From the first line to the last, output the material exactly.
START DATA UNDER STUDY
//! Track completion and sequencing tests
//!
//! No shallow tests - every test verifies observable player behavior.

mod common;

use aural_core::{PlaybackState, RepeatMode};
use aural_playback::{
    PlaybackNotification, PlaybackPreferences, PlaylistSequencer, RememberPosition,
};
use common::{album, Harness};

#[test]
fn completion_advances_to_the_next_track() {
    let mut h = Harness::new(album(3, 180.0));
    h.play(0);
    h.notifications();

    h.finish_current();

    assert_eq!(h.state(), PlaybackState::Playing);
    assert_eq!(h.delegate.playing_track().map(|t| t.id.clone()), Some(h.track(1).id.clone()));
    assert_eq!(
        h.notifications(),
        vec![
            PlaybackNotification::PreTrackPlayback {
                old_track: Some(h.track(0).id.clone()),
                old_state: PlaybackState::Playing,
                new_track: h.track(1).id.clone(),
            },
            PlaybackNotification::TrackTransitioned {
                old_track: Some(h.track(0).id.clone()),
                old_state: PlaybackState::Playing,
                new_track: Some(h.track(1).id.clone()),
            },
        ]
    );
}

#[test]
fn completion_of_last_track_stops() {
    let mut h = Harness::new(album(2, 180.0));
    h.play(1);
    h.notifications();

    h.finish_current();

    assert_eq!(h.state(), PlaybackState::NoTrack);
    assert!(h.delegate.current_session().is_none());
    assert_eq!(
        h.notifications(),
        vec![PlaybackNotification::TrackTransitioned {
            old_track: Some(h.track(1).id.clone()),
            old_state: PlaybackState::Playing,
            new_track: None,
        }]
    );
}

#[test]
fn whole_album_plays_through_in_order() {
    let mut h = Harness::new(album(5, 60.0));
    h.delegate.begin();
    while h.state() == PlaybackState::Playing {
        h.finish_current();
    }

    let expected: Vec<_> = (0..5).map(|i| h.track(i).file_path.clone()).collect();
    assert_eq!(h.played_paths(), expected);
}

#[test]
fn stale_completion_is_discarded() {
    let mut h = Harness::new(album(3, 180.0));
    h.play(0);
    let stale = h.delegate.current_session().cloned().expect("session");
    h.play(2);
    h.notifications();

    h.delegate
        .handle_event(aural_playback::PlayerEvent::TrackCompleted(stale));

    assert_eq!(h.delegate.playing_track().map(|t| t.id.clone()), Some(h.track(2).id.clone()));
    assert_eq!(h.log().plays.len(), 2);
    assert!(h.notifications().is_empty());
}

#[test]
fn stale_completion_still_resets_remembered_position() {
    let preferences = PlaybackPreferences {
        remember_last_position: RememberPosition::AllTracks,
        ..PlaybackPreferences::default()
    };
    let mut h = Harness::with_preferences(album(2, 180.0), preferences);
    h.play(0);
    let stale = h.delegate.current_session().cloned().expect("session");
    h.set_position(150.0);
    h.play(1);
    let first = h.track(0).id.clone();
    assert_eq!(h.delegate.profiles().get(&first).map(|p| p.last_position), Some(150.0));

    h.delegate
        .handle_event(aural_playback::PlayerEvent::TrackCompleted(stale));

    assert_eq!(h.delegate.profiles().get(&first).map(|p| p.last_position), Some(0.0));
}

#[test]
fn repeat_one_replays_the_same_track() {
    let sequencer = PlaylistSequencer::new().with_repeat(RepeatMode::One);
    let mut h = Harness::with_sequencer(album(3, 180.0), sequencer);
    h.play(1);

    h.finish_current();
    h.finish_current();

    let second = h.track(1).file_path.clone();
    assert_eq!(h.played_paths(), vec![second.clone(), second.clone(), second]);
}

#[test]
fn repeat_all_wraps_to_the_first_track() {
    let sequencer = PlaylistSequencer::new().with_repeat(RepeatMode::All);
    let mut h = Harness::with_sequencer(album(2, 180.0), sequencer);
    h.play(1);

    h.finish_current();

    assert_eq!(h.delegate.playing_track().map(|t| t.id.clone()), Some(h.track(0).id.clone()));
}

#[test]
fn shuffled_album_plays_every_track_once() {
    let sequencer = PlaylistSequencer::new().with_shuffle(true);
    let mut h = Harness::with_sequencer(album(8, 60.0), sequencer);
    h.delegate.begin();
    while h.state() == PlaybackState::Playing {
        h.finish_current();
    }

    let mut played = h.played_paths();
    played.sort();
    let expected: Vec<_> = (0..8).map(|i| h.track(i).file_path.clone()).collect();
    assert_eq!(played, expected);
}

#[test]
fn unplayable_successor_ends_playback() {
    let mut h = Harness::new(album(3, 180.0));
    h.play(0);
    let bad = h.track(1).file_path.clone();
    h.log().unreadable.insert(bad);
    h.notifications();

    h.finish_current();

    assert_eq!(h.state(), PlaybackState::NoTrack);
    assert!(h.delegate.current_session().is_none());
    assert_eq!(h.notification_kinds(), vec!["trackNotPlayed"]);
    // The sequencer was reset, so beginning again starts from the top
    h.delegate.begin();
    assert_eq!(h.delegate.playing_track().map(|t| t.id.clone()), Some(h.track(0).id.clone()));
}

#[test]
fn completion_after_stop_is_ignored() {
    let mut h = Harness::new(album(2, 180.0));
    h.play(0);
    let session = h.delegate.current_session().cloned().expect("session");
    h.delegate.pause();
    h.delegate.stop();
    h.notifications();

    h.delegate
        .handle_event(aural_playback::PlayerEvent::TrackCompleted(session));

    assert_eq!(h.state(), PlaybackState::NoTrack);
    assert!(h.notifications().is_empty());
}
END DATA UNDER STUDY
REPLY |
//! Track completion and sequencing tests
//!
//! No shallow tests - every test verifies observable player behavior.

mod common;

use aural_core::{PlaybackState, RepeatMode};
use aural_playback::{
    PlaybackNotification, PlaybackPreferences, PlaylistSequencer, RememberPosition,
};
use common::{album, Harness};

#[test]
fn completion_advances_to_the_next_track() {
    let mut h = Harness::new(album(3, 180.0));
    h.play(0);
    h.notifications();

    h.finish_current();

    assert_eq!(h.state(), PlaybackState::Playing);
    assert_eq!(h.delegate.playing_track().map(|t| t.id.clone()), Some(h.track(1).id.clone()));
    assert_eq!(
        h.notifications(),
        vec![
            PlaybackNotification::PreTrackPlayback {
                old_track: Some(h.track(0).id.clone()),
                old_state: PlaybackState::Playing,
                new_track: h.track(1).id.clone(),
            },
            PlaybackNotification::TrackTransitioned {
                old_track: Some(h.track(0).id.clone()),
                old_state: PlaybackState::Playing,
                new_track: Some(h.track(1).id.clone()),
            },
        ]
    );
}

#[test]
fn completion_of_last_track_stops() {
    let mut h = Harness::new(album(2, 180.0));
    h.play(1);
    h.notifications();

    h.finish_current();

    assert_eq!(h.state(), PlaybackState::NoTrack);
    assert!(h.delegate.current_session().is_none());
    assert_eq!(
        h.notifications(),
        vec![PlaybackNotification::TrackTransitioned {
            old_track: Some(h.track(1).id.clone()),
            old_state: PlaybackState::Playing,
            new_track: None,
        }]
    );
}

#[test]
fn whole_album_plays_through_in_order() {
    let mut h = Harness::new(album(5, 60.0));
    h.delegate.begin();
    while h.state() == PlaybackState::Playing {
        h.finish_current();
    }

    let expected: Vec<_> = (0..5).map(|i| h.track(i).file_path.clone()).collect();
    assert_eq!(h.played_paths(), expected);
}

#[test]
fn stale_completion_is_discarded() {
    let mut h = Harness::new(album(3, 180.0));
    h.play(0);
    let stale = h.delegate.current_session().cloned().expect("session");
    h.play(2);
    h.notifications();

    h.delegate
        .handle_event(aural_playback::PlayerEvent::TrackCompleted(stale));

    assert_eq!(h.delegate.playing_track().map(|t| t.id.clone()), Some(h.track(2).id.clone()));
    assert_eq!(h.log().plays.len(), 2);
    assert!(h.notifications().is_empty());
}

#[test]
fn stale_completion_still_resets_remembered_position() {
    let preferences = PlaybackPreferences {
        remember_last_position: RememberPosition::AllTracks,
        ..PlaybackPreferences::default()
    };
    let mut h = Harness::with_preferences(album(2, 180.0), preferences);
    h.play(0);
    let stale = h.delegate.current_session().cloned().expect("session");
    h.set_position(150.0);
    h.play(1);
    let first = h.track(0).id.clone();
    assert_eq!(h.delegate.profiles().get(&first).map(|p| p.last_position), Some(150.0));

    h.delegate
        .handle_event(aural_playback::PlayerEvent::TrackCompleted(stale));

    assert_eq!(h.delegate.profiles().get(&first).map(|p| p.last_position), Some(0.0));
}

#[test]
fn repeat_one_replays_the_same_track() {
    let sequencer = PlaylistSequencer::new().with_repeat(RepeatMode::One);
    let mut h = Harness::with_sequencer(album(3, 180.0), sequencer);
    h.play(1);

    h.finish_current();
    h.finish_current();

    let second = h.track(1).file_path.clone();
    assert_eq!(h.played_paths(), vec![second.clone(), second.clone(), second]);
}

#[test]
fn repeat_all_wraps_to_the_first_track() {
    let sequencer = PlaylistSequencer::new().with_repeat(RepeatMode::All);
    let mut h = Harness::with_sequencer(album(2, 180.0), sequencer);
    h.play(1);

    h.finish_current();

    assert_eq!(h.delegate.playing_track().map(|t| t.id.clone()), Some(h.track(0).id.clone()));
}

#[test]
fn shuffled_album_plays_every_track_once() {
    let sequencer = PlaylistSequencer::new().with_shuffle(true);
    let mut h = Harness::with_sequencer(album(8, 60.0), sequencer);
    h.delegate.begin();
    while h.state() == PlaybackState::Playing {
        h.finish_current();
    }

    let mut played = h.played_paths();
    played.sort();
    let expected: Vec<_> = (0..8).map(|i| h.track(i).file_path.clone()).collect();
    assert_eq!(played, expected);
}

#[test]
fn unplayable_successor_ends_playback() {
    let mut h = Harness::new(album(3, 180.0));
    h.play(0);
    let bad = h.track(1).file_path.clone();
    h.log().unreadable.insert(bad);
    h.notifications();

    h.finish_current();

    assert_eq!(h.state(), PlaybackState::NoTrack);
    assert!(h.delegate.current_session().is_none());
    assert_eq!(h.notification_kinds(), vec!["trackNotPlayed"]);
    // The sequencer was reset, so beginning again starts from the top
    h.delegate.begin();
    assert_eq!(h.delegate.playing_track().map(|t| t.id.clone()), Some(h.track(0).id.clone()));
}

#[test]
fn completion_after_stop_is_ignored() {
    let mut h = Harness::new(album(2, 180.0));
    h.play(0);
    let session = h.delegate.current_session().cloned().expect("session");
    h.delegate.pause();
    h.delegate.stop();
    h.notifications();

    h.delegate
        .handle_event(aural_playback::PlayerEvent::TrackCompleted(session));

    assert_eq!(h.state(), PlaybackState::NoTrack);
    assert!(h.notifications().is_empty());
}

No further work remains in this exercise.